Another disturbing aspect of this experiment is the result that future generations of worms also have two heads, even though their genomes remain unedited. In other words, cellular memory of natural shapes and configurations of organisms is retained in the intercellular electrical communication network. In effect, like a computer, organisms can be electrically reprogrammed to look and act differently, even if this were to create an evolutionary disadvantage—a backward evolutionary step.
This sort of reprogramming is very complex, it requires a whole team of highly paid biotechnologists to successfully alter even the simplest of organisms, but once achieved, undoing it is equally complex. Levin proposes that eventually scientists may be able to reprogram organisms to produce replacement parts for sick and aged humans. A giant step of his imagination whose safety implications remained undiscussed. The TED talk leaves you with the comforting message that all is well and wisely put and about to get even better—actually a nightmarish fantasy when you consider the risks.
So how close are reprogrammed humans?
Not close at all or even safely possible, they only exist on Netflix, but consider the implications of Levin’s research findings. Electrical fields determine human morphology, shape, and appearance of organs. We are being constantly exposed to increasingly complex external EMFs using a greater variety of frequencies and intensities. Levin’s work shows that the idea that these will have no health implications is frankly a head in the sand assessment.

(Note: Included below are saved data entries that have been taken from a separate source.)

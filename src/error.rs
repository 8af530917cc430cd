use thiserror::Error;

/// Errors raised while building or addressing a [`Grid`](crate::Grid).
///
/// Both kinds are raised synchronously, before any cell is replaced, so a
/// failed call never leaves a half-mutated grid behind.
#[derive(Debug, Clone, PartialEq, Eq, Error)]
pub enum GridError {
    /// Malformed dimensions, non-rectangular data or an illegal cell encoding.
    #[error("invalid grid: {reason}")]
    Validation { reason: String },
    /// A cell index outside `0..len`.
    #[error("cell index {index} out of range for grid of {len} cells")]
    Index { index: usize, len: usize },
}

impl GridError {
    pub(crate) fn validation<S: Into<String>>(reason: S) -> Self {
        Self::Validation {
            reason: reason.into(),
        }
    }
}
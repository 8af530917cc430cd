/// Whether the driver's cadence advances the engine
#[derive(Debug, Clone, Copy, PartialEq, Eq, Hash, Default)]
pub enum RunState {
    #[default]
    Paused,
    Running,
}

/// Discrete inputs that move the engine between [`RunState`]s
#[derive(Debug, Clone, Copy, PartialEq, Eq, Hash)]
pub enum RunEvent {
    Start,
    Pause,
    Toggle,
}

impl RunState {
    #[inline]
    pub fn on(self, event: RunEvent) -> Self {
        match (self, event) {
            (_, RunEvent::Start) => Self::Running,
            (_, RunEvent::Pause) => Self::Paused,
            (Self::Paused, RunEvent::Toggle) => Self::Running,
            (Self::Running, RunEvent::Toggle) => Self::Paused,
        }
    }
}

#[cfg(test)]
mod tests {
    use super::*;

    #[test]
    fn transitions() {
        assert_eq!(RunState::Paused.on(RunEvent::Start), RunState::Running);
        assert_eq!(RunState::Running.on(RunEvent::Start), RunState::Running);
        assert_eq!(RunState::Running.on(RunEvent::Pause), RunState::Paused);
        assert_eq!(RunState::Paused.on(RunEvent::Toggle), RunState::Running);
        assert_eq!(RunState::Running.on(RunEvent::Toggle), RunState::Paused);
    }
}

We already know that external electrical fields have implications for human health because weapons have been designed using high intensity EMF fields. In the current climate of ethical standards, it is only a matter of time before someone begins to explore the possibility of redesigning, reprogramming, and controlling people inspired by Levin’s work. Is such research already under way? Due to scientific and military secrecy, we have no way of knowing.
Nature is intelligent
Another feature of Levin’s work is the construction of living nanoscale organisms known as xenobots which he shows swimming down tubular mazes and making decisions about where to go next. Levin describes them as intelligent. I would rather suggest that no one has any idea where this leads to or whether the outcome will be intelligent or simply mad. I’m voting for mad.
Natural systems are highly coordinated within a network of universal laws which optimise efficiency. Physical laws all conform to a mathematical type known as ‘least action’—they are not only efficient, but as efficient as possible. Biological systems are also optimised according to an infinity of factors geared to survival and evolution. The computing power that nature brings to bear is far far beyond even the largest supercomputers.
What I found interesting in this video is the clear evidence that nature’s intelligence is widely distributed and highly abstract. The TED talk included pictures of electrical activity in the gaps between cells coordinating organic development. When we are looking for the source of intelligence, we are not looking for one point or structure in the brain or even the genome, intelligence is everywhere, even in the gaps.
When talking about intelligence, also refer to consciousness, in many ways they are synonymous. Genomes provide intelligent structure, bioelectric systems determine the flow and expression of this genetic intelligence, but intelligence in and of itself resides in the abstract field of consciousness. Edit DNA or reprogram cellular electrical systems and you can permanently maim the expression of consciousness in human life.